Use it as an async context manager to manage the HTTP session automatically:

async with XTraceIntegration(org_id="your_org_id", api_key="your_api_key") as xtrace:
    ...

Loading Data

Use DataLoader with an XTraceIntegration to encrypt and store documents:

from xtrace_sdk.x_vec.data_loaders.loader import DataLoader
from xtrace_sdk.x_vec.inference.embedding import Embedding

embed = Embedding("sentence_transformer", "mixedbread-ai/mxbai-embed-large-v1", 512)
data_loader = DataLoader(execution_context, xtrace)

# Provide your documents as a list of chunk dicts
collection = [
    {
        "chunk_content": "...",
        "meta_data": {
            "tag1": "user_123",
            "tag2": "my-project",
            "tag5": "doc1.txt",
            "facets": ["finance", "q1"],
        },
    },
]
vectors = [embed.bin_embed(item["chunk_content"]) for item in collection]  # coroutines, awaited by loader
index, db = await data_loader.load_data_from_memory(collection, vectors)
await data_loader.dump_db(db, index=index, kb_id="your_kb_id")

Querying

Use Retriever to run encrypted nearest-neighbor search:

from xtrace_sdk.x_vec.retrievers.retriever import Retriever
from xtrace_sdk.x_vec.inference.embedding import Embedding

embed = Embedding("ollama", "mxbai-embed-large", 1024)
retriever = Retriever(execution_context, xtrace)

vec     = await embed.bin_embed("What is XTrace?")
ids     = await retriever.nn_search_for_ids(vec, k=3, kb_id="your_kb_id")
results = await retriever.retrieve_and_decrypt(ids, kb_id="your_kb_id")

Chunk Operations

# Delete specific chunks
await xtrace.delete_chunks(chunk_ids=[0, 1, 2], kb_id="your_kb_id")

# Delete by metadata filter
await xtrace.delete_chunks_by_meta(
    kb_id="your_kb_id",
    context_id=execution_context.id,
    meta_filter={"tag1": "user_123", "tag2": "old-project"},
)

# Patch metadata fields on matching chunks
await xtrace.patch_chunks_by_meta(
    kb_id="your_kb_id",
    context_id=execution_context.id,
    meta_filter={"tag1": "user_123", "facets": {"$contains": "draft"}},
    patch={"facets": ["published"]},
)

Execution Context Management

Use the ExecutionContext helpers rather than calling the low-level API directly:

# Save to XTrace (preferred — secret key is encrypted by the key provider before upload)
ctx_id = await execution_context.save_to_remote(xtrace)
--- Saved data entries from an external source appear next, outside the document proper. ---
//! Splitter selection heuristics for the 3D BSP tree.
//!
//! Picking the splitting plane is the whole ballgame for BSP quality: a bad
//! splitter either fragments polygons (splits) or produces lopsided trees
//! (balance). The strategies here trade those two penalties off in different
//! ways; all of them are deterministic given the same [`BuildContext`] seed.

use crate::float_types::Real;
use crate::plane::{BACK, COPLANAR, FRONT};
use crate::polygon::Polygon;
use rand::rngs::StdRng;
use rand::{Rng, SeedableRng};
use std::fmt::Debug;

/// Mutable state threaded through a tree build. Owns the RNG so that random
/// splitter choice and candidate sampling never rely on ambient global state;
/// seed it for reproducible trees.
#[derive(Debug)]
pub struct BuildContext {
    pub(crate) rng: StdRng,
}

impl BuildContext {
    /// Context with an OS-seeded RNG.
    pub fn new() -> Self {
        Self { rng: StdRng::from_os_rng() }
    }

    /// Context with a fixed seed; two builds from the same seed and input
    /// produce identical trees.
    pub fn from_seed(seed: u64) -> Self {
        Self { rng: StdRng::seed_from_u64(seed) }
    }
}

impl Default for BuildContext {
    fn default() -> Self {
        Self::new()
    }
}

/// Trait for picking the splitter polygon at a BSP node. Returns an index
/// into `polygons`; the chosen polygon's plane becomes the node's splitting
/// plane.
pub trait SplitterStrategy<S: Clone> {
    fn pick(&self, polygons: &[Polygon<S>], ctx: &mut BuildContext) -> usize;
}

/// Pick any remaining polygon uniformly at random.
#[derive(Debug, Clone, Copy, Default)]
pub struct RandomSplitter;

impl<S: Clone> SplitterStrategy<S> for RandomSplitter {
    fn pick(&self, polygons: &[Polygon<S>], ctx: &mut BuildContext) -> usize {
        ctx.rng.random_range(0..polygons.len())
    }
}

/// Pick the polygon whose plane is shared (within tolerance) by the most
/// other polygons. Tends to produce large flat leaf groups, e.g. floors.
#[derive(Debug, Clone, Copy, Default)]
pub struct MostOnSplitter;

impl<S: Clone> SplitterStrategy<S> for MostOnSplitter {
    fn pick(&self, polygons: &[Polygon<S>], _ctx: &mut BuildContext) -> usize {
        let mut best_idx = 0;
        let mut best_count = 0;
        for (i, candidate) in polygons.iter().enumerate() {
            let count = polygons
                .iter()
                .enumerate()
                .filter(|&(j, p)| j != i && p.plane.near_equal(&candidate.plane))
                .count();
            if count > best_count {
                best_count = count;
                best_idx = i;
            }
        }
        best_idx
    }
}

/// Weighted balance/split penalty heuristic.
///
/// For each candidate splitter every other polygon is classified against its
/// plane; the candidate minimizing
/// `balance_weight * |front + split - back| / n  +  split_weight * split / n`
/// wins. With `sample_cap` set, only that many randomly drawn candidates are
/// scored instead of all of them, bounding build cost on large inputs.
#[derive(Debug, Clone, Copy)]
pub struct BalancedSplitter {
    pub balance_weight: Real,
    pub split_weight: Real,
    pub sample_cap: Option<usize>,
}

impl BalancedSplitter {
    /// Bound used by [`Self::sampled`] when no explicit cap is given.
    pub const DEFAULT_SAMPLE_CAP: usize = 20;

    /// Mostly balance, splits weighted lightly.
    pub const fn balanced() -> Self {
        Self { balance_weight: 1.0, split_weight: 0.1, sample_cap: None }
    }

    /// Ignore balance entirely, minimize split count.
    pub const fn minimize_splits() -> Self {
        Self { balance_weight: 0.0, split_weight: 1.0, sample_cap: None }
    }

    /// Score only a bounded random subset of candidates.
    pub const fn sampled(mut self) -> Self {
        self.sample_cap = Some(Self::DEFAULT_SAMPLE_CAP);
        self
    }

    pub const fn with_sample_cap(mut self, cap: usize) -> Self {
        self.sample_cap = Some(cap);
        self
    }

    fn score<S: Clone>(&self, polygons: &[Polygon<S>], candidate: usize) -> Real {
        let plane = &polygons[candidate].plane;
        let mut front = 0usize;
        let mut back = 0usize;
        let mut split = 0usize;
        for (j, poly) in polygons.iter().enumerate() {
            if j == candidate {
                continue;
            }
            match plane.classify_polygon(poly) {
                COPLANAR => {},
                FRONT => front += 1,
                BACK => back += 1,
                _ => split += 1,
            }
        }
        let total = polygons.len() as Real;
        let balance_penalty =
            ((front + split) as Real - back as Real).abs() / total;
        let split_penalty = split as Real / total;
        self.balance_weight * balance_penalty + self.split_weight * split_penalty
    }
}

impl Default for BalancedSplitter {
    /// Default weighting: balance 1, splits 4.
    fn default() -> Self {
        Self { balance_weight: 1.0, split_weight: 4.0, sample_cap: None }
    }
}

impl<S: Clone + Debug> SplitterStrategy<S> for BalancedSplitter {
    fn pick(&self, polygons: &[Polygon<S>], ctx: &mut BuildContext) -> usize {
        let mut best_idx = 0;
        let mut best_score = Real::MAX;
        match self.sample_cap {
            Some(cap) if polygons.len() > cap => {
                for _ in 0..cap {
                    let i = ctx.rng.random_range(0..polygons.len());
                    let score = self.score(polygons, i);
                    if score < best_score {
                        best_score = score;
                        best_idx = i;
                    }
                }
            },
            _ => {
                for i in 0..polygons.len() {
                    let score = self.score(polygons, i);
                    if score < best_score {
                        best_score = score;
                        best_idx = i;
                    }
                }
            },
        }
        best_idx
    }
}
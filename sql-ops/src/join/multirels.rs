// Copyright 2018-2022 Clemens Lutz
//
// Licensed under the Apache License, Version 2.0 (the "License");
// you may not use this file except in compliance with the License.
// You may obtain a copy of the License at
//
//     http://www.apache.org/licenses/LICENSE-2.0
//
// Unless required by applicable law or agreed to in writing, software
// distributed under the License is distributed on an "AS IS" BASIS,
// WITHOUT WARRANTIES OR CONDITIONS OF ANY KIND, either express or implied.
// See the License for the specific language governing permissions and
// limitations under the License.


use crate::error::{ErrorKind, Result};
use crate::join::control::GPUJOIN_MAX_DEPTH;

use bitflags::bitflags;
use data_store::{Datum, HashStore, RowRef, RowStore, TupleAccess, CRC32_TABLE};

use std::sync::atomic::{AtomicBool, Ordering};

bitflags! {
/// Join properties of an inner relation.
pub struct ChunkFlags: u8 {
    /// Joined by nested loop instead of hash join.
    const NESTLOOP = 0x1;

    /// Emits a null-extended combination for outer combinations without a
    /// match, i.e., `LEFT JOIN` or `FULL JOIN`.
    const LEFT_OUTER = 0x2;

    /// Tracks matched inner rows in an outer join map, i.e., `RIGHT JOIN` or
    /// `FULL JOIN`.
    const RIGHT_OUTER = 0x4;
}
}

/// The SQL join type of an inner relation.
#[derive(Clone, Copy, Debug, PartialEq, Eq)]
pub enum JoinType {
    Inner,
    Left,
    Right,
    Full,
}

impl From<JoinType> for ChunkFlags {
    fn from(join_type: JoinType) -> Self {
        match join_type {
            JoinType::Inner => ChunkFlags::empty(),
            JoinType::Left => ChunkFlags::LEFT_OUTER,
            JoinType::Right => ChunkFlags::RIGHT_OUTER,
            JoinType::Full => ChunkFlags::LEFT_OUTER | ChunkFlags::RIGHT_OUTER,
        }
    }
}

/// Storage of an inner relation.
///
/// Nested-loop joins scan a row store. Hash joins probe a hash store.
#[derive(Clone, Debug)]
pub enum InnerStore {
    Row(RowStore),
    Hash(HashStore),
}

impl InnerStore {
    pub fn nitems(&self) -> u32 {
        match self {
            InnerStore::Row(s) => s.nitems(),
            InnerStore::Hash(s) => s.nitems(),
        }
    }

    pub fn ncols(&self) -> usize {
        match self {
            InnerStore::Row(s) => s.ncols(),
            InnerStore::Hash(s) => s.ncols(),
        }
    }
}

impl TupleAccess for InnerStore {
    fn attr(&self, row: RowRef, col: usize) -> Option<&Datum> {
        match self {
            InnerStore::Row(s) => s.attr(row, col),
            InnerStore::Hash(s) => s.attr(row, col),
        }
    }
}

/// An inner relation with its join properties.
#[derive(Debug)]
pub struct InnerChunk {
    store: InnerStore,
    flags: ChunkFlags,
    ojmap_offset: usize,
}

impl InnerChunk {
    pub fn store(&self) -> &InnerStore {
        &self.store
    }

    pub fn flags(&self) -> ChunkFlags {
        self.flags
    }

    pub fn is_nestloop(&self) -> bool {
        self.flags.contains(ChunkFlags::NESTLOOP)
    }

    pub fn is_left_outer(&self) -> bool {
        self.flags.contains(ChunkFlags::LEFT_OUTER)
    }

    pub fn is_right_outer(&self) -> bool {
        self.flags.contains(ChunkFlags::RIGHT_OUTER)
    }
}

/// The inner relations of a multi-relation join.
///
/// Chunk `i` serves join depth `i + 1`. The catalog is immutable during
/// execution, except for the outer join maps.
///
/// Each device has its own set of outer join maps, plus one set for a CPU
/// fallback. A device only marks its own maps; the maps are merged by
/// `colocate_outer_join_map` before the right outer join.
#[derive(Debug)]
pub struct MultiRels {
    crc32_table: [u32; 256],
    cuda_dindex: u32,
    num_devices: u32,
    chunks: Vec<InnerChunk>,
    ojmaps_length: usize,
    ojmaps: Vec<AtomicBool>,
}

impl MultiRels {
    pub fn crc32_table(&self) -> &[u32; 256] {
        &self.crc32_table
    }

    pub fn nrels(&self) -> u32 {
        self.chunks.len() as u32
    }

    pub fn cuda_dindex(&self) -> u32 {
        self.cuda_dindex
    }

    pub fn num_devices(&self) -> u32 {
        self.num_devices
    }

    /// Number of outer join map entries per device.
    pub fn ojmaps_length(&self) -> usize {
        self.ojmaps_length
    }

    /// Returns the inner relation of `depth`, counting from 1.
    pub fn chunk(&self, depth: u32) -> Option<&InnerChunk> {
        depth
            .checked_sub(1)
            .and_then(|i| self.chunks.get(i as usize))
    }

    pub fn chunks(&self) -> &[InnerChunk] {
        &self.chunks
    }

    /// Depths of all right outer relations, in ascending order.
    pub fn right_outer_depths(&self) -> Vec<u32> {
        (1..)
            .zip(self.chunks.iter())
            .filter(|(_, c)| c.is_right_outer())
            .map(|(depth, _)| depth)
            .collect()
    }

    /// The outer join map of `depth` that belongs to `device`.
    ///
    /// Device `num_devices` is the CPU fallback.
    pub fn device_ojmap(&self, device: u32, depth: u32) -> Option<&[AtomicBool]> {
        if device > self.num_devices {
            return None;
        }
        let chunk = self.chunk(depth).filter(|c| c.is_right_outer())?;
        let begin = device as usize * self.ojmaps_length + chunk.ojmap_offset;
        let end = begin + chunk.store.nitems() as usize;
        self.ojmaps.get(begin..end)
    }

    /// The outer join map of `depth` that belongs to the current device.
    pub fn ojmap(&self, depth: u32) -> Option<&[AtomicBool]> {
        self.device_ojmap(self.cuda_dindex, depth)
    }

    /// Marks the inner row `rowid` of `depth` as referenced.
    ///
    /// Does nothing if `depth` is not a right outer relation. Marking is
    /// idempotent and safe under concurrent marking.
    pub fn mark_referenced(&self, depth: u32, rowid: u32) {
        if let Some(flag) = self.ojmap(depth).and_then(|m| m.get(rowid as usize)) {
            if !flag.load(Ordering::Relaxed) {
                flag.store(true, Ordering::Relaxed);
            }
        }
    }

    pub fn is_referenced(&self, depth: u32, rowid: u32) -> bool {
        self.ojmap(depth)
            .and_then(|m| m.get(rowid as usize))
            .map_or(false, |flag| flag.load(Ordering::Relaxed))
    }

    /// Merges entry `index` of all devices' outer join maps into the current
    /// device's map.
    pub(crate) fn colocate_entry(&self, index: usize) {
        let merged = (0..=self.num_devices as usize)
            .filter_map(|device| self.ojmaps.get(device * self.ojmaps_length + index))
            .any(|flag| flag.load(Ordering::Relaxed));

        if merged {
            if let Some(flag) = self
                .ojmaps
                .get(self.cuda_dindex as usize * self.ojmaps_length + index)
            {
                flag.store(true, Ordering::Relaxed);
            }
        }
    }

    /// Clears the outer join maps of all devices.
    pub fn clear_ojmaps(&mut self) {
        self.ojmaps
            .iter_mut()
            .for_each(|flag| *flag.get_mut() = false);
    }
}

/// Builds the inner relation catalog.
#[derive(Debug)]
pub struct MultiRelsBuilder {
    cuda_dindex: u32,
    num_devices: u32,
    chunks: Vec<(InnerStore, ChunkFlags)>,
}

impl MultiRelsBuilder {
    pub fn new() -> Self {
        Self {
            cuda_dindex: 0,
            num_devices: 1,
            chunks: Vec::new(),
        }
    }

    /// Sets the index of the executing device and the total device count.
    pub fn device(mut self, cuda_dindex: u32, num_devices: u32) -> Self {
        self.cuda_dindex = cuda_dindex;
        self.num_devices = num_devices;
        self
    }

    /// Appends a relation joined by nested loop.
    pub fn nestloop(mut self, store: RowStore, join_type: JoinType) -> Self {
        self.chunks.push((
            InnerStore::Row(store),
            ChunkFlags::from(join_type) | ChunkFlags::NESTLOOP,
        ));
        self
    }

    /// Appends a relation joined by hash join.
    pub fn hashjoin(mut self, store: HashStore, join_type: JoinType) -> Self {
        self.chunks
            .push((InnerStore::Hash(store), ChunkFlags::from(join_type)));
        self
    }

    pub fn build(self) -> Result<MultiRels> {
        if self.chunks.is_empty() {
            Err(ErrorKind::InvalidArgument(
                "At least one inner relation is required".to_string(),
            ))?;
        }
        if self.chunks.len() > GPUJOIN_MAX_DEPTH as usize {
            Err(ErrorKind::InvalidArgument(format!(
                "At most {} inner relations are supported",
                GPUJOIN_MAX_DEPTH
            )))?;
        }
        if self.cuda_dindex >= self.num_devices {
            Err(ErrorKind::InvalidArgument(format!(
                "Device index {} is out of range for {} devices",
                self.cuda_dindex, self.num_devices
            )))?;
        }

        let mut ojmaps_length = 0;
        let chunks: Vec<InnerChunk> = self
            .chunks
            .into_iter()
            .map(|(store, flags)| {
                let ojmap_offset = ojmaps_length;
                if flags.contains(ChunkFlags::RIGHT_OUTER) {
                    ojmaps_length += store.nitems() as usize;
                }
                InnerChunk {
                    store,
                    flags,
                    ojmap_offset,
                }
            })
            .collect();

        let nmaps = (self.num_devices as usize + 1) * ojmaps_length;
        let ojmaps = (0..nmaps).map(|_| AtomicBool::new(false)).collect();

        Ok(MultiRels {
            crc32_table: *CRC32_TABLE,
            cuda_dindex: self.cuda_dindex,
            num_devices: self.num_devices,
            chunks,
            ojmaps_length,
            ojmaps,
        })
    }
}

#[cfg(test)]
mod tests {
    use super::*;
    use data_store::{HashStoreBuilder, Tuple};
    use std::error::Error;

    fn row_store(n: i64) -> std::result::Result<RowStore, Box<dyn Error>> {
        Ok(RowStore::from_tuples(
            1,
            (0..n).map(|i| Tuple::new(vec![Datum::Int(i)])).collect(),
        )?)
    }

    #[test]
    fn chunk_order_is_depth_order() -> std::result::Result<(), Box<dyn Error>> {
        let hash = HashStoreBuilder::new(1).build()?;
        let rels = MultiRelsBuilder::new()
            .nestloop(row_store(3)?, JoinType::Left)
            .hashjoin(hash, JoinType::Inner)
            .build()?;

        assert_eq!(rels.nrels(), 2);
        assert!(rels.chunk(1).map_or(false, InnerChunk::is_nestloop));
        assert!(rels.chunk(1).map_or(false, InnerChunk::is_left_outer));
        assert!(!rels.chunk(2).map_or(true, InnerChunk::is_nestloop));
        assert!(rels.chunk(0).is_none());
        assert!(rels.chunk(3).is_none());
        Ok(())
    }

    #[test]
    fn ojmaps_only_for_right_outer() -> std::result::Result<(), Box<dyn Error>> {
        let rels = MultiRelsBuilder::new()
            .nestloop(row_store(3)?, JoinType::Inner)
            .nestloop(row_store(5)?, JoinType::Full)
            .build()?;

        assert_eq!(rels.ojmaps_length(), 5);
        assert!(rels.ojmap(1).is_none());
        assert_eq!(rels.ojmap(2).map(<[AtomicBool]>::len), Some(5));
        assert_eq!(rels.right_outer_depths(), vec![2]);
        Ok(())
    }

    #[test]
    fn marking_is_idempotent() -> std::result::Result<(), Box<dyn Error>> {
        let rels = MultiRelsBuilder::new()
            .nestloop(row_store(4)?, JoinType::Right)
            .build()?;

        rels.mark_referenced(1, 2);
        rels.mark_referenced(1, 2);
        assert!(rels.is_referenced(1, 2));
        assert!(!rels.is_referenced(1, 1));
        Ok(())
    }

    #[test]
    fn colocate_merges_all_devices() -> std::result::Result<(), Box<dyn Error>> {
        let rels = MultiRelsBuilder::new()
            .device(1, 2)
            .nestloop(row_store(4)?, JoinType::Right)
            .build()?;

        let set = |device, row: usize| {
            if let Some(map) = rels.device_ojmap(device, 1) {
                map[row].store(true, Ordering::Relaxed);
            }
        };
        set(0, 0);
        set(2, 3);

        (0..rels.ojmaps_length()).for_each(|i| rels.colocate_entry(i));

        assert!(rels.is_referenced(1, 0));
        assert!(!rels.is_referenced(1, 1));
        assert!(!rels.is_referenced(1, 2));
        assert!(rels.is_referenced(1, 3));
        Ok(())
    }

    #[test]
    fn rejects_invalid_device() -> std::result::Result<(), Box<dyn Error>> {
        let result = MultiRelsBuilder::new()
            .device(2, 2)
            .nestloop(row_store(1)?, JoinType::Inner)
            .build();
        assert!(result.is_err());
        Ok(())
    }

    #[test]
    fn concurrent_marking_keeps_all_bits() -> std::result::Result<(), Box<dyn Error>> {
        use rayon::prelude::*;

        let rels = MultiRelsBuilder::new()
            .nestloop(row_store(64)?, JoinType::Right)
            .build()?;

        (0..64_u32 * 16)
            .into_par_iter()
            .filter(|i| i % 64 % 3 != 0)
            .for_each(|i| rels.mark_referenced(1, i % 64));

        (0..64).for_each(|row| assert_eq!(rels.is_referenced(1, row), row % 3 != 0));
        Ok(())
    }
}
// Copyright 2018-2022 Clemens Lutz
//
// Licensed under the Apache License, Version 2.0 (the "License");
// you may not use this file except in compliance with the License.
// You may obtain a copy of the License at
//
//     http://www.apache.org/licenses/LICENSE-2.0
//
// Unless required by applicable law or agreed to in writing, software
// distributed under the License is distributed on an "AS IS" BASIS,
// WITHOUT WARRANTIES OR CONDITIONS OF ANY KIND, either express or implied.
// See the License for the specific language governing permissions and
// limitations under the License.


use std::ops::{Deref, DerefMut};

/// Cache pad a value to avoid false sharing between threads.
///
/// Pads the value to 128 bytes, because Intel Sandy Bridge and later pre-fetch
/// two 64-byte cache lines, and IBM POWER processors have 128-byte cache lines.
///
/// Counters that are updated by many worker groups, e.g. the read cursor of a
/// source relation, should be padded so that they don't share a cache line
/// with read-mostly fields.
#[derive(Clone, Copy, Debug, Default, Hash, PartialEq, Eq)]
#[repr(align(128))]
pub struct CachePadded<T> {
    pub value: T,
}

impl<T> CachePadded<T> {
    pub const fn new(value: T) -> Self {
        Self { value }
    }

    pub fn into_inner(self) -> T {
        self.value
    }
}

impl<T> Deref for CachePadded<T> {
    type Target = T;

    fn deref(&self) -> &T {
        &self.value
    }
}

impl<T> DerefMut for CachePadded<T> {
    fn deref_mut(&mut self) -> &mut T {
        &mut self.value
    }
}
# Restore from XTrace (passphrase-based)
execution_context = await ExecutionContext.load_from_remote(
    "your-secret-passphrase", ctx_id, xtrace
)

# Restore from XTrace (KMS-based — reconstruct the provider first)
provider = AWSKMSKeyProvider.from_wrapped(edek, kms_client=kms, key_id="alias/xtrace")
execution_context = await ExecutionContext.load_from_remote(
    key_provider=provider, context_id=ctx_id, integration=xtrace
)

# List all stored context IDs for your org
ctx_ids = await xtrace.list_exec_contexts()

# Delete a context
await xtrace.delete_exec_context(ctx_id)

Notes

  • kb_id and org_id are available from the XTrace dashboard.

  • Metadata fields use the fixed schema: tag1tag5 and facets. See Metadata Filtering for field semantics and operator reference.

  • The concurrent=True flag on store_db enables parallel batch ingestion — useful for large loads.